En pointillé, nous avons les zones dans lesquelles nous avons des quartiers (en violet) et à l’intérieur de ceux-ci des îlots (en jaune). Les noms des îlots sont présents à titre indicatif.
A travers cette cartographie, nous retrouvons les problèmes vus précédemment (redondances…)

Cartographie applicative cible :

D’une part, nous avons un meilleur découpage, car un îlot appartient à un seul quartier et d’autre part nous voyons que de nouvelles zones apparaissent.
Cette cartographie est issue de la cartographie fonctionnelle cible sur laquelle des zones ont été ajoutées. Bien entendu, afin de mettre en place une telle cartographie, des bonnes pratiques existent parmi lesquelles (Le projet d’urbanisation du SI, C.Longépé):

  • Toute architecture fonctionnelle comporte une zone échange qui est en quelque sorte la prise du SI
  • Toute architecture fonctionnelle comporte une zone gisement de données : elle regroupe les informations dynamiques ainsi que les services d’accès à ces données
  • Toute architecture fonctionnelle comporte une zone référentiel de données : elle regroupe les informations communes aux différents éléments du système d’information étant relativement stables.
  • Toute architecture fonctionnelle comporte une zone de pilotage unique
  • Toute architecture applicative comporte une zone ordonnancement qui assure l’interface entre le front office, le back office et le middle office.

Les livrables

Au terme de cette démarche, un Plan d’occupation des sols (POS) est défini. C’est un rapport constitué :

  • De synthèses sur les orientations choisies ainsi que les justifications sur les options retenues.
  • D’une définition des zones, quartiers et îlots.
  • De cartographies existantes et cibles (cartographie des processus, fonctionnelle, applicative, et éventuellement technique).
  • De documents annexes (comptes rendus d’entretiens, liste des personnes et des entités organisationnelles…)

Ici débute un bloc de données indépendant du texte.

//! Health scorer: six workload signals into a 0-100 score and a status tier.

use cadence_core::{within_next_days, Event, Task};
use chrono::{Days, NaiveDate};
use serde::{Deserialize, Serialize};

use crate::streak::{calculate_daily_load, calculate_streak_pressure};

const OPEN_TASK_WEIGHT: f64 = 0.8;
const OVERDUE_WEIGHT: f64 = 5.0;
const EVENTS_TODAY_WEIGHT: f64 = 3.0;
const EVENTS_WEEK_WEIGHT: f64 = 0.5;
const BACKLOG_WEIGHT: f64 = 3.0;
const STREAK_WEIGHT: f64 = 8.0;

const CALM_MAX: u32 = 35;
const BUSY_MAX: u32 = 70;

/// The inline hint list never exceeds this.
const MAX_DETAIL_INSIGHTS: usize = 2;

/// Open tasks due within this many days count as backlog pressure.
pub const BACKLOG_WINDOW_DAYS: u64 = 3;

#[derive(Debug, Clone, Copy, PartialEq, Eq, Serialize, Deserialize)]
pub enum HealthStatus {
    #[serde(rename = "calm")]
    Calm,
    #[serde(rename = "busy")]
    Busy,
    #[serde(rename = "overloaded")]
    Overloaded,
}

/// Raw workload signals. Unsigned by construction, so the scorer is total.
#[derive(Debug, Clone, Copy, Default, PartialEq, Eq, Serialize, Deserialize)]
#[serde(rename_all = "camelCase")]
pub struct HealthInputs {
    pub open_tasks: u32,
    pub overdue_tasks: u32,
    pub events_today: u32,
    pub events_week: u32,
    /// Open tasks due within the next 3 days.
    pub backlog_pressure: u32,
    /// Consecutive heavy days starting today, 0-5 (see `streak`).
    pub streak_pressure: u32,
}

impl HealthInputs {
    /// Derive the six signals from a raw snapshot.
    ///
    /// The week window is `[today, today + 6]`; the 7-day load series for
    /// streak pressure counts events plus open due tasks per day.
    pub fn from_snapshot(tasks: &[Task], events: &[Event], today: NaiveDate) -> Self {
        let day_load = |date: NaiveDate| -> u32 {
            let ev = events.iter().filter(|e| e.date == date).count() as u32;
            let due = tasks
                .iter()
                .filter(|t| t.is_open() && t.due_date == Some(date))
                .count() as u32;
            calculate_daily_load(ev, due)
        };

        let loads: Vec<u32> = (0..7)
            .filter_map(|offset| today.checked_add_days(Days::new(offset)))
            .map(day_load)
            .collect();

        Self {
            open_tasks: tasks.iter().filter(|t| t.is_open()).count() as u32,
            overdue_tasks: tasks.iter().filter(|t| t.is_overdue(today)).count() as u32,
            events_today: events.iter().filter(|e| e.date == today).count() as u32,
            events_week: events
                .iter()
                .filter(|e| within_next_days(e.date, today, 6))
                .count() as u32,
            backlog_pressure: tasks
                .iter()
                .filter(|t| {
                    t.is_open()
                        && t.due_date
                            .is_some_and(|due| within_next_days(due, today, BACKLOG_WINDOW_DAYS))
                })
                .count() as u32,
            streak_pressure: calculate_streak_pressure(&loads),
        }
    }
}

/// Raw counts echoed back plus at most two inline hint strings.
#[derive(Debug, Clone, PartialEq, Serialize, Deserialize)]
#[serde(rename_all = "camelCase")]
pub struct HealthDetails {
    pub counts: HealthInputs,
    pub insights: Vec<String>,
}

#[derive(Debug, Clone, PartialEq, Serialize, Deserialize)]
#[serde(rename_all = "camelCase")]
pub struct HealthResult {
    /// Weighted score, rounded and clamped to [0, 100].
    pub score: u32,
    pub status: HealthStatus,
    pub details: HealthDetails,
}

/// Pure and total for any inputs; same inputs always yield the same result.
pub fn compute_health_score(inputs: &HealthInputs) -> HealthResult {
    let raw = f64::from(inputs.open_tasks) * OPEN_TASK_WEIGHT
        + f64::from(inputs.overdue_tasks) * OVERDUE_WEIGHT
        + f64::from(inputs.events_today) * EVENTS_TODAY_WEIGHT
        + f64::from(inputs.events_week) * EVENTS_WEEK_WEIGHT
        + f64::from(inputs.backlog_pressure) * BACKLOG_WEIGHT
        + f64::from(inputs.streak_pressure) * STREAK_WEIGHT;

    let score = (raw.round() as u32).min(100);

    HealthResult {
        score,
        status: status_for(score),
        details: HealthDetails {
            counts: *inputs,
            insights: detail_insights(inputs),
        },
    }
}

/// Tier cut points are exact: <=35 calm, <=70 busy, else overloaded.
fn status_for(score: u32) -> HealthStatus {
    if score <= CALM_MAX {
        HealthStatus::Calm
    } else if score <= BUSY_MAX {
        HealthStatus::Busy
    } else {
        HealthStatus::Overloaded
    }
}

/// Ordered checklist, first-match order preserved. Intentionally not the
/// ranked insight engine; these are quick header hints.
fn detail_insights(inputs: &HealthInputs) -> Vec<String> {
    let mut out = Vec::new();

    if inputs.overdue_tasks > 0 {
        out.push(format!("{} overdue tasks need attention", inputs.overdue_tasks));
    }
    if inputs.backlog_pressure > 3 {
        out.push(format!(
            "{} tasks are due in the next {} days",
            inputs.backlog_pressure, BACKLOG_WINDOW_DAYS
        ));
    }
    if inputs.events_today > 4 {
        out.push(format!("{} events on today's calendar", inputs.events_today));
    }
    if inputs.streak_pressure >= 3 {
        out.push(format!(
            "{} heavy days in a row starting today",
            inputs.streak_pressure
        ));
    }
    if inputs.open_tasks > 15 {
        out.push(format!("{} open tasks are piling up", inputs.open_tasks));
    }

    if out.is_empty() {
        out.push("Workload is under control".to_string());
        out.push("The day ahead is open".to_string());
    }

    out.truncate(MAX_DETAIL_INSIGHTS);
    out
}
//! Month-over-month comparison: always three fixed entries, computed from
//! two already-built stat sets, never from raw records.

use serde::{Deserialize, Serialize};

use crate::monthly::MonthlyStats;

#[derive(Debug, Clone, PartialEq, Serialize, Deserialize)]
#[serde(rename_all = "camelCase")]
pub struct ComparisonEntry {
    pub label: String,
    /// current − previous.
    pub change: i64,
    /// A flat month (change 0) still reads as positive.
    pub is_positive: bool,
}

impl ComparisonEntry {
    fn new(label: &str, current: usize, previous: usize) -> Self {
        let change = current as i64 - previous as i64;
        Self { label: label.to_string(), change, is_positive: change >= 0 }
    }
}

/// Exactly 3 entries, fixed labels, in this order.
pub fn compute_month_comparison(
    current: &MonthlyStats,
    previous: &MonthlyStats,
) -> Vec<ComparisonEntry> {
    vec![
        ComparisonEntry::new("tasks-completed", current.tasks_completed, previous.tasks_completed),
        ComparisonEntry::new("events-attended", current.events_attended, previous.events_attended),
        ComparisonEntry::new("goals-achieved", current.goals_achieved, previous.goals_achieved),
    ]
}
//! cadence-core: data model and temporal helpers for the workload engine.
//!
//! Everything in this crate is a snapshot type or a pure function. Storage,
//! auth and delivery live in other services; callers hand us already-scoped,
//! already-localized records and we only read them.

pub mod company;
pub mod event;
pub mod goal;
pub mod stats;
pub mod task;
pub mod time;

pub use company::Company;
pub use event::Event;
pub use goal::{DailyGoal, GoalItem, GoalItemStatus};
pub use stats::completion_rate;
pub use task::{Priority, Task, TaskStatus};
pub use time::{
    day_relation, days_overdue, in_month, within_next_days, within_next_month, DayRelation,
};
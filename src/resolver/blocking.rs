//! Blocking adapter over the asynchronous resolver.

use tokio_util::sync::CancellationToken;
use url::Url;

use super::MetalinkResolver;
use crate::error::{ResolveError, ResolveResult};
use crate::target::ResolvedTarget;

impl MetalinkResolver {
    /// Resolve the manifest at `source`, blocking the calling thread.
    ///
    /// Drives a private, call-local current-thread runtime until the
    /// asynchronous resolution completes; cancellation is observed the same
    /// way as in [`resolve`](MetalinkResolver::resolve). Must not be called
    /// from within an asynchronous context.
    pub fn resolve_blocking(
        &self,
        source: &Url,
        cancel: &CancellationToken,
    ) -> ResolveResult<ResolvedTarget> {
        let runtime = tokio::runtime::Builder::new_current_thread()
            .enable_all()
            .build()
            .map_err(|e| ResolveError::Runtime(format!("failed to create runtime: {}", e)))?;
        runtime.block_on(self.resolve(source, cancel))
    }
}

Le but est d’identifier les écarts entre l’existant et les principes d’urbanisation, mais aussi d’établir le planning des évolutions en décrivant les actions et leur coût correspondant.

Conclusion

En pratique, la démarche d’urbanisation est très lourde à mettre en place. D’une part, elle requiert la participation de beaucoup d’acteurs de l’organisation (DSI, comité stratégique, MOA décisionnaire, MOE, …), et d’autre part, l’analyse est très longue. En découle le principal problème : les besoins ont souvent évolué et le POS n’est plus forcément adapté…
En théorie, les principaux bénéfices de cette démarche sont d’optimiser le fonctionnement des processus, d’avoir un système d’information modulaire, évolutif et cohérent et de faciliter la réutilisation de composants. Bien entendu, comme vous vous en doutez, au vu des critiques précédentes, ces bénéfices sont souvent utopiques. Néanmoins, il est possible d’y parvenir en appliquant la démarche sur des périmètres réduits (un seul processus par exemple) et en itérant.